Services
Due Diligence
Helps assess the risks, financial health and potential of the business
INTRO
What does due diligence mean?
Due diligence is the process of thoroughly investigating a business before making a financial transaction, such as an acquisition, investment, partnership, or merger. It helps assess the risks, financial health, and potential of the business.
Structured approach we adopt in executing on a Due Diligence:
1. Planning and Preparation
Define objectives: Determine the purpose of the due diligence (e.g., buying a business, investing, Merging with another company).
Identify key areas of focus: Hidden debts? Legal trouble? Overinflated profits? All these questions will involve specialist Financial, legal, operational, commercial, tax, and HR experts.

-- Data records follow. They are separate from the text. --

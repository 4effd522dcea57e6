//! Infrastructure adapters for Nexus.
//!
//! This crate implements the ports defined in `nexus_core::application::ports`:
//! filesystems, the built-in architecture and frontend generators, a scripted
//! prompter and the package-manager installer. All I/O lives here or in the
//! binary.

pub mod filesystem;
pub mod generators;
pub mod installer;
pub mod prompter;

// Re-export commonly used adapters
pub use filesystem::{LocalFilesystem, MemoryFilesystem};
pub use generators::{builtin_frontends, builtin_registry};
pub use installer::ProcessInstaller;
pub use prompter::ScriptedPrompter;
//! In-memory filesystem adapter for testing.

use std::{
    collections::{BTreeMap, BTreeSet},
    path::{Path, PathBuf},
    sync::{Arc, RwLock, RwLockReadGuard, RwLockWriteGuard},
};

use nexus_core::{
    application::{ApplicationError, ports::Filesystem},
    error::NexusResult,
};

/// In-memory filesystem for testing.
///
/// Clones share state, so a test can hand one clone to a service and
/// inspect the other afterwards.
#[derive(Debug, Clone, Default)]
pub struct MemoryFilesystem {
    inner: Arc<RwLock<MemoryFilesystemInner>>,
}

#[derive(Debug, Default)]
struct MemoryFilesystemInner {
    files: BTreeMap<PathBuf, String>,
    directories: BTreeSet<PathBuf>,
    executables: BTreeSet<PathBuf>,
}

impl MemoryFilesystem {
    pub fn new() -> Self {
        Self::default()
    }

    /// Seed a file (and its parents), for tests that need existing content.
    pub fn with_file(self, path: impl AsRef<Path>, content: &str) -> Self {
        let path = path.as_ref();
        if let Ok(mut inner) = self.inner.write() {
            if let Some(parent) = path.parent() {
                insert_ancestors(&mut inner.directories, parent);
            }
            inner.files.insert(path.to_path_buf(), content.to_string());
        }
        self
    }

    /// A file's content, if present.
    pub fn contents(&self, path: impl AsRef<Path>) -> Option<String> {
        let inner = self.inner.read().ok()?;
        inner.files.get(path.as_ref()).cloned()
    }

    pub fn is_executable(&self, path: impl AsRef<Path>) -> bool {
        self.inner
            .read()
            .map(|i| i.executables.contains(path.as_ref()))
            .unwrap_or(false)
    }

    /// All file paths, sorted.
    pub fn list_files(&self) -> Vec<PathBuf> {
        self.inner
            .read()
            .map(|i| i.files.keys().cloned().collect())
            .unwrap_or_default()
    }

    /// All directory paths, sorted.
    pub fn list_directories(&self) -> Vec<PathBuf> {
        self.inner
            .read()
            .map(|i| i.directories.iter().cloned().collect())
            .unwrap_or_default()
    }

    fn read(&self, path: &Path) -> NexusResult<RwLockReadGuard<'_, MemoryFilesystemInner>> {
        self.inner
            .read()
            .map_err(|_| ApplicationError::filesystem(path, "memory filesystem lock poisoned").into())
    }

    fn write(&self, path: &Path) -> NexusResult<RwLockWriteGuard<'_, MemoryFilesystemInner>> {
        self.inner
            .write()
            .map_err(|_| ApplicationError::filesystem(path, "memory filesystem lock poisoned").into())
    }
}

fn insert_ancestors(directories: &mut BTreeSet<PathBuf>, path: &Path) {
    let mut current = PathBuf::new();
    for component in path.components() {
        current.push(component);
        directories.insert(current.clone());
    }
}

impl Filesystem for MemoryFilesystem {
    fn create_dir_all(&self, path: &Path) -> NexusResult<()> {
        let mut inner = self.write(path)?;
        if inner.files.contains_key(path) {
            return Err(ApplicationError::filesystem(path, "a file exists at this path").into());
        }
        insert_ancestors(&mut inner.directories, path);
        Ok(())
    }

    fn write_file(&self, path: &Path, content: &str) -> NexusResult<()> {
        let mut inner = self.write(path)?;

        let orphaned = path
            .parent()
            .is_some_and(|p| !p.as_os_str().is_empty() && !inner.directories.contains(p));
        if orphaned {
            return Err(ApplicationError::filesystem(path, "Parent directory does not exist").into());
        }

        inner.files.insert(path.to_path_buf(), content.to_string());
        Ok(())
    }

    fn read_file(&self, path: &Path) -> NexusResult<String> {
        self.read(path)?
            .files
            .get(path)
            .cloned()
            .ok_or_else(|| ApplicationError::filesystem(path, "No such file").into())
    }

    fn set_permissions(&self, path: &Path, executable: bool) -> NexusResult<()> {
        let mut inner = self.write(path)?;
        if executable {
            inner.executables.insert(path.to_path_buf());
        } else {
            inner.executables.remove(path);
        }
        Ok(())
    }

    fn exists(&self, path: &Path) -> bool {
        self.inner
            .read()
            .map(|i| i.files.contains_key(path) || i.directories.contains(path))
            .unwrap_or(false)
    }

    fn is_dir(&self, path: &Path) -> bool {
        self.inner
            .read()
            .map(|i| i.directories.contains(path))
            .unwrap_or(false)
    }

    fn is_dir_empty(&self, path: &Path) -> NexusResult<bool> {
        let inner = self.read(path)?;
        if !inner.directories.contains(path) {
            return Err(ApplicationError::filesystem(path, "No such directory").into());
        }
        let has_child = inner.files.keys().any(|p| p.parent() == Some(path))
            || inner.directories.iter().any(|p| p.parent() == Some(path));
        Ok(!has_child)
    }
}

These industry specialists will then be required to be assembled for the process to be finalised.
2. Financial Due Diligence
Review financial statements (balance sheet, income statement, cash flow statement) for at least the last 3–5 years.

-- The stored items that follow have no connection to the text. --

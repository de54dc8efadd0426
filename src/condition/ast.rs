// SPDX-License-Identifier: MIT

//! Abstract Syntax Tree for predicate expressions

use std::str::FromStr;

use crate::error::ExprError;
use crate::value::Value;

/// A compiled predicate
#[derive(Debug, Clone, PartialEq)]
pub enum Expr {
    /// Fixed outcome; produced for empty source
    Literal(bool),
    /// Comparison: left op right
    Binary {
        left: Value,
        op: CompareOp,
        right: Value,
    },
    /// Two sub-expressions joined by a connective
    Logical {
        left: Box<Expr>,
        op: LogicalOp,
        right: Box<Expr>,
    },
}

/// Comparison operators
#[derive(Debug, Clone, Copy, PartialEq, Eq)]
pub enum CompareOp {
    /// ==
    Eq,
    /// !=
    NotEq,
    /// >
    Gt,
    /// >=
    Gte,
    /// <
    Lt,
    /// <=
    Lte,
    /// ~=
    Almost,
    /// ^=
    StartsWith,
    /// $=
    EndsWith,
}

/// Logical connectives
#[derive(Debug, Clone, Copy, PartialEq, Eq)]
pub enum LogicalOp {
    /// &&
    And,
    /// ||
    Or,
}

impl Expr {
    /// Build a comparison node
    pub fn binary(left: impl Into<Value>, op: CompareOp, right: impl Into<Value>) -> Self {
        Expr::Binary {
            left: left.into(),
            op,
            right: right.into(),
        }
    }

    /// Join two expressions with a connective
    pub fn logical(left: Expr, op: LogicalOp, right: Expr) -> Self {
        Expr::Logical {
            left: Box::new(left),
            op,
            right: Box::new(right),
        }
    }
}

impl CompareOp {
    /// Source form of the operator
    pub fn symbol(self) -> &'static str {
        match self {
            CompareOp::Eq => "==",
            CompareOp::NotEq => "!=",
            CompareOp::Gt => ">",
            CompareOp::Gte => ">=",
            CompareOp::Lt => "<",
            CompareOp::Lte => "<=",
            CompareOp::Almost => "~=",
            CompareOp::StartsWith => "^=",
            CompareOp::EndsWith => "$=",
        }
    }
}

impl LogicalOp {
    /// Source form of the connective
    pub fn symbol(self) -> &'static str {
        match self {
            LogicalOp::And => "&&",
            LogicalOp::Or => "||",
        }
    }
}

impl FromStr for CompareOp {
    type Err = ExprError;

    fn from_str(s: &str) -> Result<Self, Self::Err> {
        match s {
            "==" => Ok(CompareOp::Eq),
            "!=" => Ok(CompareOp::NotEq),
            ">" => Ok(CompareOp::Gt),
            ">=" => Ok(CompareOp::Gte),
            "<" => Ok(CompareOp::Lt),
            "<=" => Ok(CompareOp::Lte),
            "~=" => Ok(CompareOp::Almost),
            "^=" => Ok(CompareOp::StartsWith),
            "$=" => Ok(CompareOp::EndsWith),
            other => Err(ExprError::invalid_operator(other)),
        }
    }
}

impl FromStr for LogicalOp {
    type Err = ExprError;

    fn from_str(s: &str) -> Result<Self, Self::Err> {
        match s {
            "&&" => Ok(LogicalOp::And),
            "||" => Ok(LogicalOp::Or),
            other => Err(ExprError::invalid_operator(other)),
        }
    }
}

impl std::fmt::Display for CompareOp {
    fn fmt(&self, f: &mut std::fmt::Formatter<'_>) -> std::fmt::Result {
        f.write_str(self.symbol())
    }
}

impl std::fmt::Display for LogicalOp {
    fn fmt(&self, f: &mut std::fmt::Formatter<'_>) -> std::fmt::Result {
        f.write_str(self.symbol())
    }
}

impl std::fmt::Display for Expr {
    fn fmt(&self, f: &mut std::fmt::Formatter<'_>) -> std::fmt::Result {
        match self {
            Expr::Literal(value) => write!(f, "{}", value),
            Expr::Binary { left, op, right } => write!(f, "{} {} {}", left, op, right),
            Expr::Logical { left, op, right } => write!(f, "{} {} {}", left, op, right),
        }
    }
}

Analyze revenue and profitability trends to identify risks and growth potential.
Evaluate assets and liabilities, including outstanding debts and obligations.
Assess working capital and liquidity position.
Verify financial projections and assumptions.
Check tax compliance and potential liabilities.
Identify contingent liabilities, pending lawsuits, or financial risks.
3. Legal Due Diligence
Review business structure and ownership documents (articles of incorporation, shareholder agreements, etc.)
Check regulatory compliance and licensing requirements.
Investigate ongoing or past lawsuits, disputes, or claims.
Review material contracts and agreements, including vendor, customer, supplier and lease agreements.
Assess intellectual property (IP) rights, trademarks, patents and copyrights.
Evaluate employee contracts, non-compete agreements and labor law compliance.
4. Operational Due Diligence
Analyze business processes and supply chain efficiency.
Assess technology and IT infrastructure.
Review operational risks, scalability, and cost structures.
Review operational risks, scalability, and cost structures.
Evaluate customer satisfaction, retention rates and service quality.
Check key supplier relationships and dependency risks.
5. Commercial Due Diligence
Assess market position and competitive landscape.
Analyze customer base, demand trends, and sales pipeline.
Review marketing strategies and brand positioning.
Evaluate pricing models and revenue streams.
Identify industry risks and growth opportunities.
6. Human Resources Due Diligence
Review employee contracts, benefits, and compensation structures.
Assess organisational structure and key management team.
Identify potential labor disputes, turnover rates, or HR risks.
Evaluate cultural and leadership alignment.
7. Tax Due Diligence
Review past tax filings and payments.
Identify potential tax liabilities or pending audits.
Evaluate tax structures and incentives.
Assess cross-border taxation issues (if applicable).
8. Environmental, Social, and Governance (ESG) Due Diligence
Check for environmental compliance and sustainability practices.
Identify reputational risks or ethical concerns.
Assess social responsibility and corporate governance standards.
9. Risk Assessment and Final Report
Summarize key findings and risks.
Identify red flags, liabilities, or concerns.
Provide recommendations and mitigation strategies.
Final recommendations (Proceed, Renegotiate, or Walk Away)
Support negotiation and decision-making.
Summary
Think of due diligence like buying a used vehicle — but instead of just kicking the tires, you’re checking under the hood, scanning the history report, and making sure you’re not buying a lemon. The planning and preparation stage is your roadmap to ensure you don’t walk into a bad deal.